Your goal: In the listing below, a line holding "emitted while checking." and a line holding "the sink empty." mark the range. Retype both exactly, with all lines between them.

Data for this task:
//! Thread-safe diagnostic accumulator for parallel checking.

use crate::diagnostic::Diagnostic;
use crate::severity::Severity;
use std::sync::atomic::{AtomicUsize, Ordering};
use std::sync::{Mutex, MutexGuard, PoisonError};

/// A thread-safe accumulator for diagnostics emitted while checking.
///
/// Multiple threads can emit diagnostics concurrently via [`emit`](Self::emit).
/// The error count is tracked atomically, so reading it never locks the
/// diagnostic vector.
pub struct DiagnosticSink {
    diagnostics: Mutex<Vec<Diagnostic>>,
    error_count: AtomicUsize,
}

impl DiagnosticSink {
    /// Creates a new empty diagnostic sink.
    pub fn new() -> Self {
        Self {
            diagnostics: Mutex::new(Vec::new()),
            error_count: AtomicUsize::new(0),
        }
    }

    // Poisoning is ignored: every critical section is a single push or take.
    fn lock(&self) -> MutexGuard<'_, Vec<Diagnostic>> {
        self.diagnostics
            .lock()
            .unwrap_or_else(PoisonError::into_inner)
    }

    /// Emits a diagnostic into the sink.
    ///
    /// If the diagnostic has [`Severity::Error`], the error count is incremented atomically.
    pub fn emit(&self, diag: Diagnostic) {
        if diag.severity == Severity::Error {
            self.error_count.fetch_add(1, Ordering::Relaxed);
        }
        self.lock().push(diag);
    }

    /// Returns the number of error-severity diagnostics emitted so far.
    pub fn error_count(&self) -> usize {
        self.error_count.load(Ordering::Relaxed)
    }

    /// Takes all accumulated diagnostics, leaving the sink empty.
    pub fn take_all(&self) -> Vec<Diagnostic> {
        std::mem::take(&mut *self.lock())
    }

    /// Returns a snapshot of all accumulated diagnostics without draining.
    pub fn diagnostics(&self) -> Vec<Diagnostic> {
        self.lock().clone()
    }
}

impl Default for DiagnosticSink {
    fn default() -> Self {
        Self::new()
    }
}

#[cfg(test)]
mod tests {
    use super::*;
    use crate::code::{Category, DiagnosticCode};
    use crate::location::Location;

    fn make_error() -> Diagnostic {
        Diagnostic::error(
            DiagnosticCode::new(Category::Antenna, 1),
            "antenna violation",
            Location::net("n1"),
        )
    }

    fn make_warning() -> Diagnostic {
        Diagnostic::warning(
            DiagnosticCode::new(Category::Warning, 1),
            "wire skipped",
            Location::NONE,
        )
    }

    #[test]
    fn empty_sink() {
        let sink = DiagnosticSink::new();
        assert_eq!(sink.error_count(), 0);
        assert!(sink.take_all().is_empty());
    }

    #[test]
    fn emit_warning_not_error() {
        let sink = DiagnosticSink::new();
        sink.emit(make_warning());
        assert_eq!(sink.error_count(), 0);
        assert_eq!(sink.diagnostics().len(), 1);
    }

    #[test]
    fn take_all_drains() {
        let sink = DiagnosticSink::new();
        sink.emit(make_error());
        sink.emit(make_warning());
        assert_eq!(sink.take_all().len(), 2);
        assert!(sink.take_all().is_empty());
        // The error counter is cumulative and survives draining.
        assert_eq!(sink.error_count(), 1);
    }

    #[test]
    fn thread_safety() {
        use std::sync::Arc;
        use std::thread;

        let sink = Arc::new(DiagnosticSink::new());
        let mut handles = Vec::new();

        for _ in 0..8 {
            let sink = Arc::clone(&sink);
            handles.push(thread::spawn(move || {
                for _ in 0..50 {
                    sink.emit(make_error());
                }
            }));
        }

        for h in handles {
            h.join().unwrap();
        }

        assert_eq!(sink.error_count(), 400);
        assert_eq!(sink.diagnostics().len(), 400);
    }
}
...
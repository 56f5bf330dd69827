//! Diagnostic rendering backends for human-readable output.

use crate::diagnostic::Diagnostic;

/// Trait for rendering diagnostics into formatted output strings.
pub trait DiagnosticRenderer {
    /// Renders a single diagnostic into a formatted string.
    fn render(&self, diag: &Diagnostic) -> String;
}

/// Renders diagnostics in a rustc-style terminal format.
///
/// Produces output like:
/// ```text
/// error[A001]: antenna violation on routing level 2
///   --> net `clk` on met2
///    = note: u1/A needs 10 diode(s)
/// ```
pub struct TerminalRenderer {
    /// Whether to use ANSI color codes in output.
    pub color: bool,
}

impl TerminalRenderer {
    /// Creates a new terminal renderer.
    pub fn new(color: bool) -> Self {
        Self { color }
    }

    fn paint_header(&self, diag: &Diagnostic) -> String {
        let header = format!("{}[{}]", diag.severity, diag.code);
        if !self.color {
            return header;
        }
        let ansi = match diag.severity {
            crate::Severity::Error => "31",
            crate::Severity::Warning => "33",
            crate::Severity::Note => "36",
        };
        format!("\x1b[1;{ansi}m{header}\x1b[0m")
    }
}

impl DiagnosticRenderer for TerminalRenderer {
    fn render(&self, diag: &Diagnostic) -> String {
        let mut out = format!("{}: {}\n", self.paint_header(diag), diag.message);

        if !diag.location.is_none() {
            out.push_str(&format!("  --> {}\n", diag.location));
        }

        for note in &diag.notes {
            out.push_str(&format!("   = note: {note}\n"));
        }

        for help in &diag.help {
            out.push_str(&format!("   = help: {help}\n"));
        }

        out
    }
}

Expected answer:
/// A thread-safe accumulator for diagnostics emitted while checking.
///
/// Multiple threads can emit diagnostics concurrently via [`emit`](Self::emit).
/// The error count is tracked atomically, so reading it never locks the
/// diagnostic vector.
pub struct DiagnosticSink {
    diagnostics: Mutex<Vec<Diagnostic>>,
    error_count: AtomicUsize,
}

impl DiagnosticSink {
    /// Creates a new empty diagnostic sink.
    pub fn new() -> Self {
        Self {
            diagnostics: Mutex::new(Vec::new()),
            error_count: AtomicUsize::new(0),
        }
    }

    // Poisoning is ignored: every critical section is a single push or take.
    fn lock(&self) -> MutexGuard<'_, Vec<Diagnostic>> {
        self.diagnostics
            .lock()
            .unwrap_or_else(PoisonError::into_inner)
    }

    /// Emits a diagnostic into the sink.
    ///
    /// If the diagnostic has [`Severity::Error`], the error count is incremented atomically.
    pub fn emit(&self, diag: Diagnostic) {
        if diag.severity == Severity::Error {
            self.error_count.fetch_add(1, Ordering::Relaxed);
        }
        self.lock().push(diag);
    }

    /// Returns the number of error-severity diagnostics emitted so far.
    pub fn error_count(&self) -> usize {
        self.error_count.load(Ordering::Relaxed)
    }

    /// Takes all accumulated diagnostics, leaving the sink empty.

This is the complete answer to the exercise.